### [YOUR OBJECTIVE]
Given the material below, return only the lines starting at the line with "md5_hex_of_reader(BufReader::new(file)).await" and ending at the line with "async fn md5_hex_empty_input()", exactly as they appear.

### [MATERIAL SUPPLIED]
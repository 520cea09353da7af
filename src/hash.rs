use digest::Digest;
use md5::Md5;
use std::path::Path;
use tokio::io::{self as async_io, AsyncRead, AsyncReadExt, BufReader};

/// Length of a hex-encoded MD5 digest, the checksum format used by the
/// manifest's checksum file.
pub const MD5_HEX_LEN: usize = 32;

/// Running MD5 digest, updated chunk-by-chunk as bytes are written to disk
/// so fresh downloads need no separate re-read pass.
pub struct StreamingMd5 {
    hasher: Md5,
}

impl StreamingMd5 {
    pub fn new() -> Self {
        Self { hasher: Md5::new() }
    }

    pub fn update(&mut self, chunk: &[u8]) {
        self.hasher.update(chunk);
    }

    /// Consumes the digest and returns the lowercase hex encoding.
    pub fn finalize_hex(self) -> String {
        format!("{:x}", self.hasher.finalize())
    }
}

impl Default for StreamingMd5 {
    fn default() -> Self {
        Self::new()
    }
}

/// Hashes the contents of an async reader, returning the lowercase hex digest.
pub async fn md5_hex_of_reader<R: AsyncRead + Unpin>(mut reader: R) -> async_io::Result<String> {
    let mut hasher = Md5::new();
    let mut buf = [0u8; 8192];
    loop {
        let n = reader.read(&mut buf).await?;
        if n == 0 {
            break;
        }
        hasher.update(&buf[..n]);
    }
    Ok(format!("{:x}", hasher.finalize()))
}

/// Recomputes the digest of a pre-existing file by reading it back from disk.
pub async fn md5_hex_of_file<P: AsRef<Path>>(path: P) -> async_io::Result<String> {
    let file = tokio::fs::File::open(path.as_ref()).await?;
    md5_hex_of_reader(BufReader::new(file)).await
}

#[cfg(test)]
mod tests {
    use super::*;

    #[tokio::test]
    async fn md5_hex_known_vector() {
        let hash = md5_hex_of_reader(&b"hello world"[..]).await.unwrap();
        assert_eq!(hash, "5eb63bbbe01eeed093cb22bb8f5acdc3");
    }

    #[tokio::test]
    async fn md5_hex_empty_input() {
        let hash = md5_hex_of_reader(&b""[..]).await.unwrap();
        assert_eq!(hash, "d41d8cd98f00b204e9800998ecf8427e");
    }

    #[test]
    fn streaming_digest_matches_one_shot() {
        let mut streaming = StreamingMd5::new();
        streaming.update(b"hello ");
        streaming.update(b"world");
        assert_eq!(streaming.finalize_hex(), "5eb63bbbe01eeed093cb22bb8f5acdc3");
    }

    #[test]
    fn streaming_digest_empty() {
        let streaming = StreamingMd5::new();
        assert_eq!(streaming.finalize_hex(), "d41d8cd98f00b204e9800998ecf8427e");
    }

    #[tokio::test]
    async fn md5_hex_of_file_reads_back_from_disk() {
        let dir = tempfile::tempdir().unwrap();
        let path = dir.path().join("data.bin");
        std::fs::write(&path, b"hello world").unwrap();
        let hash = md5_hex_of_file(&path).await.unwrap();
        assert_eq!(hash, "5eb63bbbe01eeed093cb22bb8f5acdc3");
    }

    #[tokio::test]
    async fn md5_hex_of_missing_file_errors() {
        let dir = tempfile::tempdir().unwrap();
        let result = md5_hex_of_file(dir.path().join("missing.bin")).await;
        assert!(result.is_err());
    }
}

### [PROBLEM SOLUTION]
    md5_hex_of_reader(BufReader::new(file)).await
}

#[cfg(test)]
mod tests {
    use super::*;

    #[tokio::test]
    async fn md5_hex_known_vector() {
        let hash = md5_hex_of_reader(&b"hello world"[..]).await.unwrap();
        assert_eq!(hash, "5eb63bbbe01eeed093cb22bb8f5acdc3");
    }

    #[tokio::test]
    async fn md5_hex_empty_input() {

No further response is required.